Entre 2020 y 2021, el Gobierno federal recortó 66 por ciento los recursos destinados a los estados para salud materna y perinatal, es decir, la atención a mujeres durante el embarazo, el parto y puerperio. Esto a pesar de que la pandemia de Covid-19 disparó la muerte materna de una razón de 32.4 defunciones por cada 100 mil nacimientos en 2019 a 52.1 en 2021.


Los programas de atención a las mujeres embarazadas y que recién dieron a luz no fueron los únicos afectados por la reducción de transferencias a las entidades federativas en materia de salud reproductiva y equidad de género.


En el último año, la Federación también restringió 53 por ciento el monto destinado a prevención y control del cáncer de mama y cervicouterino, 46 por ciento el utilizado para prevenir y atender la violencia familiar y de género y 31 por ciento el empleado para programas de igualdad de género en salud.


También redujo cuatro por ciento los recursos para salud sexual y reproductiva de adolescentes y tres por ciento los de planificación familiar y anticoncepción.

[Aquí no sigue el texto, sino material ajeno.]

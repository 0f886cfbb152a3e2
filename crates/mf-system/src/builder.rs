//! Incremental system builder.

use mf_core::MfError;
use tracing::warn;

use crate::error::SystemResult;
use crate::ownership::Ownership;
use crate::subsystem::{Subsystem, join_path};
use crate::system::{Child, System};
use crate::transfer::{Direction, SlotTransfer, Transfer, TransferTable};
use crate::validate;
use crate::vector::{VarDecl, VarVector};

/// Builder for constructing a system incrementally.
///
/// Add children in execution order with `add_subsystem`, wire them with
/// `connect`, then call `build()` to validate and freeze the layout and the
/// transfer table.
#[derive(Default)]
pub struct SystemBuilder {
    children: Vec<(String, Box<dyn Subsystem>)>,
    connections: Vec<(String, String)>,
    overrides: Vec<((Direction, usize), Box<dyn Transfer>)>,
    ownership: Ownership,
}

impl SystemBuilder {
    /// Create a new empty builder.
    pub fn new() -> Self {
        Self::default()
    }

    /// Append a child and return its index.
    pub fn add_subsystem(
        &mut self,
        name: impl Into<String>,
        subsystem: impl Subsystem + 'static,
    ) -> usize {
        self.add_boxed_subsystem(name, Box::new(subsystem))
    }

    pub fn add_boxed_subsystem(
        &mut self,
        name: impl Into<String>,
        subsystem: Box<dyn Subsystem>,
    ) -> usize {
        self.children.push((name.into(), subsystem));
        self.children.len() - 1
    }

    /// Connect an output (`child.var`) to an input (`child.var`).
    pub fn connect(&mut self, src: impl Into<String>, tgt: impl Into<String>) -> &mut Self {
        self.connections.push((src.into(), tgt.into()));
        self
    }

    /// Replace the transfer generated for one child and direction.
    pub fn set_transfer(
        &mut self,
        direction: Direction,
        index: usize,
        transfer: impl Transfer + 'static,
    ) -> &mut Self {
        self.overrides.push(((direction, index), Box::new(transfer)));
        self
    }

    pub fn set_ownership(&mut self, ownership: Ownership) -> &mut Self {
        self.ownership = ownership;
        self
    }

    /// Validate and build the system.
    pub fn build(self) -> SystemResult<System> {
        let names: Vec<&str> = self.children.iter().map(|(n, _)| n.as_str()).collect();
        validate::validate_names(&names)?;

        let child_count = self.children.len();
        let local = self.ownership.local_flags(child_count)?;

        let mut input_decls: Vec<VarDecl> = Vec::new();
        let mut output_decls: Vec<VarDecl> = Vec::new();
        let mut children = Vec::with_capacity(child_count);

        for ((name, subsystem), local) in self.children.into_iter().zip(local) {
            let inputs = subsystem.inputs();
            let outputs = subsystem.outputs();
            validate::validate_child_vars(&name, &inputs, &outputs)?;

            let input_range = input_decls.len()..input_decls.len() + inputs.len();
            let output_range = output_decls.len()..output_decls.len() + outputs.len();
            input_decls.extend(
                inputs
                    .into_iter()
                    .map(|d| VarDecl::new(join_path(&name, &d.name), d.default)),
            );
            output_decls.extend(
                outputs
                    .into_iter()
                    .map(|d| VarDecl::new(join_path(&name, &d.name), d.default)),
            );

            children.push(Child {
                pathname: name.clone(),
                name,
                subsystem,
                local,
                input_range,
                output_range,
            });
        }

        let input_index = VarVector::from_decls(&input_decls)?;
        let output_index = VarVector::from_decls(&output_decls)?;
        let pairs = validate::resolve_connections(&self.connections, &input_index, &output_index)?;

        let mut per_child: Vec<Vec<(usize, usize)>> = vec![Vec::new(); child_count];
        for (src, tgt) in pairs {
            let tgt_child = owner_of(&children, tgt, Child::input_range)?;
            let src_child = owner_of(&children, src, Child::output_range)?;
            if src_child >= tgt_child {
                warn!(
                    source = %output_index.names()[src],
                    target = %input_index.names()[tgt],
                    "feedback connection: source runs after target, a single pass reads its previous value"
                );
            }
            per_child[tgt_child].push((src, tgt));
        }

        let mut entries: Vec<((Direction, usize), Box<dyn Transfer>)> =
            Vec::with_capacity(2 * child_count + self.overrides.len());
        for (index, pairs) in per_child.into_iter().enumerate() {
            entries.push((
                (Direction::Fwd, index),
                Box::new(SlotTransfer::new(pairs.clone())),
            ));
            entries.push(((Direction::Rev, index), Box::new(SlotTransfer::new(pairs))));
        }
        // Later entries win, so overrides replace the generated transfers.
        entries.extend(self.overrides);
        let transfers = TransferTable::from_entries(child_count, entries)?;

        Ok(System {
            pathname: String::new(),
            children,
            transfers,
            input_decls,
            output_decls,
        })
    }
}

impl std::fmt::Debug for SystemBuilder {
    fn fmt(&self, f: &mut std::fmt::Formatter<'_>) -> std::fmt::Result {
        let names: Vec<&str> = self.children.iter().map(|(n, _)| n.as_str()).collect();
        f.debug_struct("SystemBuilder")
            .field("children", &names)
            .field("connections", &self.connections)
            .field("ownership", &self.ownership)
            .finish_non_exhaustive()
    }
}

fn owner_of(
    children: &[Child],
    slot: usize,
    range: fn(&Child) -> std::ops::Range<usize>,
) -> SystemResult<usize> {
    children
        .iter()
        .position(|c| range(c).contains(&slot))
        .ok_or_else(|| {
            MfError::Invariant {
                what: "connected slot has no owning child",
            }
            .into()
        })
}

#[cfg(test)]
mod tests {
    use super::*;
    use crate::component::LinearComponent;
    use crate::error::SystemError;

    fn lin(inputs: &[&str], output: &str) -> LinearComponent {
        let coefficients = vec![1.0; inputs.len()];
        LinearComponent::new(
            inputs.iter().map(|s| s.to_string()).collect(),
            output,
            coefficients,
            0.0,
        )
        .unwrap()
    }

    #[test]
    fn builder_lays_out_children_in_order() {
        let mut builder = SystemBuilder::new();
        let a = builder.add_subsystem("a", lin(&["x"], "y"));
        let b = builder.add_subsystem("b", lin(&["x1", "x2"], "y"));
        assert_eq!((a, b), (0, 1));

        let system = builder.build().unwrap();
        assert_eq!(system.len(), 2);
        assert_eq!(system.input_len(), 3);
        assert_eq!(system.output_len(), 2);
        assert_eq!(system.children()[1].input_range(), 1..3);
        assert_eq!(system.children()[1].output_range(), 1..2);
        let names: Vec<&str> = system.input_decls().iter().map(|d| d.name.as_str()).collect();
        assert_eq!(names, vec!["a.x", "b.x1", "b.x2"]);
    }

    #[test]
    fn connections_become_per_child_transfers() {
        let mut builder = SystemBuilder::new();
        builder.add_subsystem("a", lin(&["x"], "y"));
        builder.add_subsystem("b", lin(&["x"], "y"));
        builder.connect("a.y", "b.x");
        let system = builder.build().unwrap();

        let mut inputs = vec![0.0, 0.0];
        let mut outputs = vec![4.0, 0.0];
        system
            .transfer(Direction::Fwd, 0, &mut inputs, &mut outputs)
            .unwrap();
        assert_eq!(inputs, vec![0.0, 0.0]);
        system
            .transfer(Direction::Fwd, 1, &mut inputs, &mut outputs)
            .unwrap();
        assert_eq!(inputs, vec![0.0, 4.0]);
    }

    #[test]
    fn every_child_has_both_transfers() {
        let mut builder = SystemBuilder::new();
        for name in ["a", "b", "c"] {
            builder.add_subsystem(name, lin(&["x"], "y"));
        }
        let system = builder.build().unwrap();
        assert_eq!(system.transfers().len(), 3);
        for i in 0..3 {
            assert!(system.transfers().get(Direction::Fwd, i).is_some());
            assert!(system.transfers().get(Direction::Rev, i).is_some());
        }
    }

    #[test]
    fn transfer_override_out_of_range_rejected() {
        let mut builder = SystemBuilder::new();
        builder.add_subsystem("a", lin(&["x"], "y"));
        builder.set_transfer(Direction::Fwd, 5, SlotTransfer::default());
        assert!(matches!(
            builder.build(),
            Err(SystemError::Core(MfError::IndexOob { index: 5, .. }))
        ));
    }

    #[test]
    fn ownership_applied_per_child() {
        let mut builder = SystemBuilder::new();
        for name in ["a", "b", "c"] {
            builder.add_subsystem(name, lin(&["x"], "y"));
        }
        builder.set_ownership(Ownership::RoundRobin { rank: 0, size: 2 });
        let system = builder.build().unwrap();
        let local: Vec<&str> = system.local_children().map(|c| c.name()).collect();
        assert_eq!(local, vec!["a", "c"]);
    }

    #[test]
    fn feedback_connection_is_allowed() {
        let mut builder = SystemBuilder::new();
        builder.add_subsystem("a", lin(&["x"], "y"));
        builder.add_subsystem("b", lin(&["x"], "y"));
        builder.connect("b.y", "a.x");
        assert!(builder.build().is_ok());
    }

    #[test]
    fn set_pathname_propagates_to_children() {
        let mut builder = SystemBuilder::new();
        builder.add_subsystem("a", lin(&["x"], "y"));
        let mut system = builder.build().unwrap();
        assert_eq!(system.children()[0].pathname(), "a");
        system.set_pathname("outer");
        assert_eq!(system.pathname(), "outer");
        assert_eq!(system.children()[0].pathname(), "outer.a");
    }
}
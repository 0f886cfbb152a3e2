//! Schema migration framework.

use crate::ProjectError;
use crate::schema::Project;

pub const LATEST_VERSION: u32 = 1;

pub fn migrate_to_latest(mut project: Project) -> Result<Project, ProjectError> {
    while project.version < LATEST_VERSION {
        project = migrate_one_version(project)?;
    }
    Ok(project)
}

fn migrate_one_version(project: Project) -> Result<Project, ProjectError> {
    match project.version {
        0 => migrate_v0_to_v1(project),
        v => Err(ProjectError::Migration {
            what: format!("No migration path from version {}", v),
        }),
    }
}

// Version 0 files predate the version field being written; the layout is
// otherwise identical.
fn migrate_v0_to_v1(mut project: Project) -> Result<Project, ProjectError> {
    project.version = 1;
    Ok(project)
}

Sólo crecieron ocho por ciento las transferencias para programas de aborto seguro, indica la información vertida en los convenios de ministración de subsidios destinados a acciones de salud pública que fueron firmados entre la Secretaría de Salud federal (SSa), representada por el subsecretario Hugo López-Gatell, y los gobiernos de los estados.


Los recursos presupuestarios considerados incluyen aquellos que se transfirieron a las entidades federativas vía subsidios del ramo 12 de salud, a través de aportaciones federales del ramo 33 y por el Instituto de Salud para el Bienestar (Insabi), que antes era el Seguro Popular, indican los convenios publicados en el Diario Oficial de la Federación.


El recorte más severo ocurrió en las transferencias para salud materna. En 2019, primer año de gobierno del presidente Andrés Manuel López Obrador, los estados recibieron de las arcas federales mil 692 millones de pesos para programas destinados a reducir la morbilidad y mortalidad materna. Al año siguiente, los recursos se redujeron a mil 513 millones y en éste se desplomaron a 516 millones, apenas una tercera parte.


La reducción en el gasto público contrasta con el incremento de la muerte materna en México, en medio de la pandemia de Covid-19. De acuerdo cifras de la SSa, la razón de mortalidad materna saltó de 32.4 decesos por cada 100 mil nacimientos en 2019 a 41.5 en 2020, cuando el coronavirus irrumpió en el país.